All entries should be printed precisely as written.
** Opening Given records block **
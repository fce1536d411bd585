//! Supervisor for the fleet of pipeline instances.
//!
//! Each stored definition gets a slot. A slot holds at most one running
//! instance and drives its loads on an independent timer, so one slow or
//! failing pipeline never holds up another.

mod runner;
mod types;

pub use runner::PipelineScheduler;
pub use types::{SchedulerConfig, SchedulerError, SlotState, SlotStatus, UpsertResult};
** Closing Given records block **
*Problem solution*:
repository fce1536d411bd585
//! Supervisor for the fleet of pipeline instances.
//!
//! Each stored definition gets a slot. A slot holds at most one running
//! instance and drives its loads on an independent timer, so one slow or
//! failing pipeline never holds up another.

mod runner;
mod types;

pub use runner::PipelineScheduler;
pub use types::{SchedulerConfig, SchedulerError, SlotState, SlotStatus, UpsertResult};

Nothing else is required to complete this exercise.